Charles Webster Leadbeater, bispo católico que foi expoente da Teosofia em parceria com Mme. H. P. Blavatsky.

Sem hesitar eu digo que os não religiosos são mais humanos e, no Brasil, mais éticos e morais. Os padres católicos escondem, por debaixo da batina, uma tara maldita, voltada quase sempre para os ânus dos meninos. O Papa Francisco pode espernear à vontade, mas a Santa Cúria no mundo todo não vai deixar por menos.

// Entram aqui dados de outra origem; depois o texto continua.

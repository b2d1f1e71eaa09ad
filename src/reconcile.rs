//! Job Reconciler
//!
//! Merges the three independently collected job views (registry, queue
//! store, remote API) into one deduplicated collection, classifies each
//! record as active or terminal, and bounds the output for display. This
//! module is pure; the async collection lives in the service layer.

use std::collections::HashMap;

use serde_json::Value;

use crate::types::{
    JobRecord, JobSource, JobStatus, JobType, QueueStatus, QUEUE_MONITOR_JOB_ID,
};

/// Everything the reconciler needs, gathered by the service layer.
///
/// A collector that failed contributes an empty collection and an entry in
/// `errors`; reconciliation itself never fails.
#[derive(Debug, Default)]
pub struct ReconcileInput {
    pub registry: Vec<JobRecord>,
    pub queue_status: QueueStatus,
    /// Crawl-entity ids observed in the queue store
    pub queue_ids: Vec<String>,
    /// Records fetched from the remote API for queue-discovered ids
    pub remote: Vec<JobRecord>,
    /// Collector failures, recorded but not raised
    pub errors: Vec<String>,
}

/// Per-source record counts in the merged output
#[derive(Debug, Clone, Copy, Default, PartialEq, Eq, serde::Serialize)]
pub struct SourceCounts {
    pub registry: usize,
    pub queue: usize,
    pub remote: usize,
}

/// The merged, partitioned, display-bounded view.
#[derive(Debug, Default)]
pub struct ReconciledJobs {
    pub active: Vec<JobRecord>,
    pub terminal: Vec<JobRecord>,
    /// Untruncated partition sizes
    pub active_total: usize,
    pub terminal_total: usize,
    pub counts: SourceCounts,
    pub errors: Vec<String>,
}

/// Merge, classify, sort, and truncate.
pub fn reconcile(input: ReconcileInput, display_limit: usize) -> ReconciledJobs {
    let mut merged: HashMap<String, JobRecord> = HashMap::new();

    // 1. Registry records are authoritative.
    for record in input.registry {
        merged.insert(record.job_id.clone(), record);
    }

    // 2. Remote-enriched records for ids the registry does not know.
    for record in input.remote {
        merged.entry(record.job_id.clone()).or_insert(record);
    }

    // 3. Queue-discovered ids with no richer record get a minimal entry;
    //    the store tracks these as live crawl entities.
    for id in input.queue_ids {
        merged.entry(id.clone()).or_insert_with(|| {
            let mut record = JobRecord::new(id, JobSource::Queue);
            record.status = JobStatus::Active;
            record.job_type = JobType::Crawl;
            record
        });
    }

    // 4. Queue pressure shows up as one synthetic aggregate record so
    //    backlog is visible even without per-item detail.
    if input.queue_status.connected && input.queue_status.total_jobs > 0 {
        let mut record = JobRecord::new(QUEUE_MONITOR_JOB_ID, JobSource::Queue);
        record.status = JobStatus::Active;
        record.job_type = JobType::QueueSummary;
        record.total_urls = input.queue_status.total_jobs;
        record.metadata.insert(
            "queue_summary".to_string(),
            serde_json::to_value(&input.queue_status.queues).unwrap_or(Value::Null),
        );
        merged.insert(record.job_id.clone(), record);
    }

    let mut counts = SourceCounts::default();
    for record in merged.values() {
        match record.source {
            JobSource::Registry => counts.registry += 1,
            JobSource::Queue => counts.queue += 1,
            JobSource::Remote => counts.remote += 1,
        }
    }

    // Partition, newest first; records without a creation time sort oldest.
    let (mut active, mut terminal): (Vec<JobRecord>, Vec<JobRecord>) =
        merged.into_values().partition(|r| r.status.is_active());
    active.sort_by(|a, b| b.created_at.cmp(&a.created_at).then(a.job_id.cmp(&b.job_id)));
    terminal.sort_by(|a, b| b.created_at.cmp(&a.created_at).then(a.job_id.cmp(&b.job_id)));

    let active_total = active.len();
    let terminal_total = terminal.len();
    active.truncate(display_limit);
    terminal.truncate(display_limit);

    ReconciledJobs {
        active,
        terminal,
        active_total,
        terminal_total,
        counts,
        errors: input.errors,
    }
}
//! Queue Reader
//!
//! Reads the Bull-style queue store: bucketed pending counts per queue,
//! crawl job entities, per-crawl metadata, and the emergency queue wipe.
//! The store being down is an expected condition for a monitoring tool, so
//! every operation degrades to an empty result instead of failing.

use redis::aio::MultiplexedConnection;
use redis::AsyncCommands;
use tokio::sync::Mutex;
use tracing::{debug, warn};
use uuid::Uuid;

use crate::config::QueueConfig;
use crate::types::{CrawlMeta, QueueCounts, QueueStatus};

/// Lifecycle bucket of a queue key
#[derive(Debug, Clone, Copy, PartialEq, Eq)]
pub enum Bucket {
    Active,
    Waiting,
    Delayed,
    Completed,
    Failed,
}

impl Bucket {
    fn from_segment(s: &str) -> Option<Self> {
        match s {
            "active" => Some(Self::Active),
            "waiting" => Some(Self::Waiting),
            "delayed" => Some(Self::Delayed),
            "completed" => Some(Self::Completed),
            "failed" => Some(Self::Failed),
            _ => None,
        }
    }

    /// Active/waiting/delayed lists are short and worth counting;
    /// completed/failed lists can be unbounded.
    pub fn is_counted(&self) -> bool {
        matches!(self, Self::Active | Self::Waiting | Self::Delayed)
    }
}

/// Parse `{prefix}:{queue}:{bucket}` into its queue name and bucket.
pub fn parse_bucket_key(key: &str, prefix: &str) -> Option<(String, Bucket)> {
    let rest = key.strip_prefix(prefix)?.strip_prefix(':')?;
    let (queue_name, bucket_segment) = rest.rsplit_once(':')?;
    if queue_name.is_empty() {
        return None;
    }
    let bucket = Bucket::from_segment(bucket_segment)?;
    Some((queue_name.to_string(), bucket))
}

/// Parse `{prefix}:{uuid}` into the crawl job id. Keys with further colon
/// segments are sub-keys, not job entities.
pub fn parse_crawl_key(key: &str, prefix: &str) -> Option<String> {
    let rest = key.strip_prefix(prefix)?.strip_prefix(':')?;
    if rest.contains(':') {
        return None;
    }
    Uuid::parse_str(rest).ok()?;
    Some(rest.to_string())
}

/// Fold measured bucket lengths into a per-queue summary.
pub fn build_summary(entries: &[(String, Bucket, u64)]) -> (std::collections::BTreeMap<String, QueueCounts>, u64) {
    let mut queues = std::collections::BTreeMap::<String, QueueCounts>::new();
    let mut total = 0u64;
    for (queue_name, bucket, len) in entries {
        let counts = queues.entry(queue_name.clone()).or_default();
        match bucket {
            Bucket::Active => counts.active = *len,
            Bucket::Waiting => counts.waiting = *len,
            Bucket::Delayed => counts.delayed = *len,
            Bucket::Completed | Bucket::Failed => {}
        }
        if bucket.is_counted() {
            total += len;
        }
    }
    (queues, total)
}

/// Client for the queue store with a lazily established, cached connection.
pub struct QueueReader {
    config: QueueConfig,
    client: redis::Client,
    conn: Mutex<Option<MultiplexedConnection>>,
}

impl QueueReader {
    pub fn new(config: QueueConfig) -> anyhow::Result<Self> {
        let client = redis::Client::open(config.url.as_str())?;
        Ok(Self {
            config,
            client,
            conn: Mutex::new(None),
        })
    }

    /// Get the cached connection, establishing it if needed.
    async fn connection(&self) -> Result<MultiplexedConnection, redis::RedisError> {
        let mut guard = self.conn.lock().await;
        if let Some(conn) = guard.as_ref() {
            return Ok(conn.clone());
        }
        let conn = self.client.get_multiplexed_tokio_connection().await?;
        debug!(url = %self.config.url, "connected to queue store");
        *guard = Some(conn.clone());
        Ok(conn)
    }

    /// Drop the cached connection after a command failure so the next call
    /// reconnects from scratch.
    async fn invalidate(&self) {
        *self.conn.lock().await = None;
    }

    /// Bucketed queue counts. Never fails; a down store yields
    /// `connected: false` with the error recorded.
    pub async fn queue_status(&self) -> QueueStatus {
        match self.try_queue_status().await {
            Ok(status) => status,
            Err(e) => {
                warn!(error = %e, "queue store unavailable");
                self.invalidate().await;
                QueueStatus::disconnected(e.to_string())
            }
        }
    }

    async fn try_queue_status(&self) -> Result<QueueStatus, redis::RedisError> {
        let mut conn = self.connection().await?;
        let pattern = format!("{}:*", self.config.bull_prefix);
        let keys: Vec<String> = conn.keys(pattern).await?;

        let mut entries = Vec::new();
        for key in &keys {
            if let Some((queue_name, bucket)) = parse_bucket_key(key, &self.config.bull_prefix) {
                let len = if bucket.is_counted() {
                    conn.llen(key).await?
                } else {
                    0
                };
                entries.push((queue_name, bucket, len));
            }
        }

        let (queues, total_jobs) = build_summary(&entries);
        Ok(QueueStatus {
            connected: true,
            queues,
            total_jobs,
            redis_keys: keys.len() as u64,
            error: None,
        })
    }

    /// Ids of externally tracked crawl jobs (`crawl:{uuid}` entity keys).
    /// Empty when the store is down.
    pub async fn list_crawl_ids(&self) -> Vec<String> {
        match self.try_list_crawl_ids().await {
            Ok(ids) => ids,
            Err(e) => {
                warn!(error = %e, "failed to list crawl jobs from queue store");
                self.invalidate().await;
                Vec::new()
            }
        }
    }

    async fn try_list_crawl_ids(&self) -> Result<Vec<String>, redis::RedisError> {
        let mut conn = self.connection().await?;
        let pattern = format!("{}:*", self.config.crawl_prefix);
        let keys: Vec<String> = conn.keys(pattern).await?;
        Ok(keys
            .iter()
            .filter_map(|k| parse_crawl_key(k, &self.config.crawl_prefix))
            .collect())
    }

    /// One call producing both views of the store: the bucketed summary and
    /// the crawl-entity ids.
    pub async fn list_queue_jobs(&self) -> (QueueStatus, Vec<String>) {
        let status = self.queue_status().await;
        let ids = if status.connected {
            self.list_crawl_ids().await
        } else {
            Vec::new()
        };
        (status, ids)
    }

    /// Metadata blob for one crawl job plus its most recent completion from
    /// the ordered completion set.
    pub async fn crawl_meta(&self, job_id: &str) -> Option<CrawlMeta> {
        match self.try_crawl_meta(job_id).await {
            Ok(meta) => meta,
            Err(e) => {
                debug!(job_id, error = %e, "failed to read crawl metadata");
                self.invalidate().await;
                None
            }
        }
    }

    async fn try_crawl_meta(&self, job_id: &str) -> Result<Option<CrawlMeta>, redis::RedisError> {
        let mut conn = self.connection().await?;
        let key = format!("{}:{}", self.config.crawl_prefix, job_id);
        let blob: Option<String> = conn.get(&key).await?;
        let Some(blob) = blob else {
            return Ok(None);
        };

        let mut meta: CrawlMeta = serde_json::from_str(&blob).unwrap_or_default();

        // Last element of the sorted set is the most recent completion
        // (member = unit id, score = completion timestamp in ms).
        let done_key = format!("{}:{}:jobs_donez_ordered", self.config.crawl_prefix, job_id);
        let last: Vec<(String, f64)> = conn.zrange_withscores(&done_key, -1, -1).await?;
        if let Some((member, score)) = last.into_iter().next() {
            meta.last_completed_url = Some(member);
            meta.last_completed_at_ms = Some(score as i64);
        }

        Ok(Some(meta))
    }

    /// Emergency wipe of every queue bucket key. Returns the deleted keys.
    pub async fn clear_queues(&self) -> Result<Vec<String>, redis::RedisError> {
        let result = self.try_clear_queues().await;
        if result.is_err() {
            self.invalidate().await;
        }
        result
    }

    async fn try_clear_queues(&self) -> Result<Vec<String>, redis::RedisError> {
        let mut conn = self.connection().await?;
        let pattern = format!("{}:*", self.config.bull_prefix);
        let keys: Vec<String> = conn.keys(pattern).await?;
        for key in &keys {
            let _: () = conn.del(key).await?;
        }
        if !keys.is_empty() {
            warn!(deleted = keys.len(), "cleared queue store keys");
        }
        Ok(keys)
    }
}

#[cfg(test)]
mod tests {
    use super::*;

    #[test]
    fn bucket_key_parsing() {
        assert_eq!(
            parse_bucket_key("bull:email:active", "bull"),
            Some(("email".to_string(), Bucket::Active))
        );
        assert_eq!(
            parse_bucket_key("bull:scrape-queue:waiting", "bull"),
            Some(("scrape-queue".to_string(), Bucket::Waiting))
        );
        // Unrecognized bucket segments are not queue buckets
        assert_eq!(parse_bucket_key("bull:email:id:lock", "bull"), None);
        assert_eq!(parse_bucket_key("bull:email", "bull"), None);
        assert_eq!(parse_bucket_key("other:email:active", "bull"), None);
    }

    #[test]
    fn crawl_key_parsing_requires_bare_uuid() {
        let id = "8f2ba06c-26e6-4610-a503-ab427e1c9a4d";
        assert_eq!(parse_crawl_key(&format!("crawl:{id}"), "crawl"), Some(id.to_string()));
        // Sub-keys are queue internals, not job entities
        assert_eq!(parse_crawl_key(&format!("crawl:{id}:jobs_donez_ordered"), "crawl"), None);
        assert_eq!(parse_crawl_key("crawl:not-a-uuid", "crawl"), None);
        assert_eq!(parse_crawl_key("bull:email:active", "crawl"), None);
    }

    #[test]
    fn summary_counts_only_countable_buckets() {
        let entries = vec![
            ("email".to_string(), Bucket::Active, 3),
            ("email".to_string(), Bucket::Waiting, 5),
            ("email".to_string(), Bucket::Completed, 0),
            ("scrape".to_string(), Bucket::Delayed, 2),
        ];
        let (queues, total) = build_summary(&entries);
        assert_eq!(total, 10);
        let email = &queues["email"];
        assert_eq!(
            *email,
            QueueCounts { active: 3, waiting: 5, delayed: 0, completed: 0, failed: 0 }
        );
        assert_eq!(queues["scrape"].delayed, 2);
    }

    #[test]
    fn disconnected_status_is_zeroed_with_error() {
        let status = QueueStatus::disconnected("connection refused");
        assert!(!status.connected);
        assert_eq!(status.total_jobs, 0);
        assert!(status.queues.is_empty());
        assert_eq!(status.error.as_deref(), Some("connection refused"));
    }

    #[tokio::test]
    async fn operations_degrade_when_store_is_down() {
        // Nothing listens on this port; every call must degrade, not fail.
        let config = QueueConfig {
            url: "redis://127.0.0.1:1/0".to_string(),
            ..Default::default()
        };
        let reader = QueueReader::new(config).unwrap();

        let status = reader.queue_status().await;
        assert!(!status.connected);
        assert!(status.error.is_some());

        assert!(reader.list_crawl_ids().await.is_empty());
        assert!(reader.crawl_meta("8f2ba06c-26e6-4610-a503-ab427e1c9a4d").await.is_none());

        let (status, ids) = reader.list_queue_jobs().await;
        assert!(!status.connected);
        assert!(ids.is_empty());
    }
}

E no cerne mesmo do Poder Católico a corrupção de valores, o apego ao luxo e a luxúria, de braços dados com a Mentira, lógico, grassa como lepra. Uma vez eu li, em um romance de autor conhecido dos estudiosos da Teosofia, que não é o homem-padre que importa e, sim, os gestos sagrados que executa durante a Missa ou na encomenda de um defunto a Deus. O autor a que me refiro foi o Bispo Católico Charles Webster Leadbeater, de cujos livros fui leitor assíduo. Ainda assim, sempre discordei de sua afirmativa. Talvez a tenha feito porque estivesse no meio do Catolicismo e, como sabemos, “o homem é o produto do meio”. Se não completamente, ao menos para não ser fulminado por ele. Mas eu sempre me disse: ora essa, desde quando os rituais e os ritos por eles praticados e executados estão isentos da influência nefasta daqueles que os praticam ou os executam? A intenção, ressalvada pelo Bispo Teosofista, a meu ver não impede o magnetismo do vício que impera no homem e que torna imundo o que quer que faça, independente de que use ou não, batina. Eu creio firmemente que a Mentira escondida por suas ações supostamente sagradas apenas aumenta seu crime e o desvalor do que execute em nome do Sagrado. A capa fingida de bom moço, de beato, de santo etc… apenas ratifica a Mentira entranhada no mais profundo de seu caráter. Um sorriso afável e roupas ritualísticas não afastam o Vício nem o aleijão moral de ninguém. Se assim fosse, o Presidente da Câmara dos Deputados, no Brasil, estaria em excelentes condições físicas e morais. Mas não é o que vemos acontecer.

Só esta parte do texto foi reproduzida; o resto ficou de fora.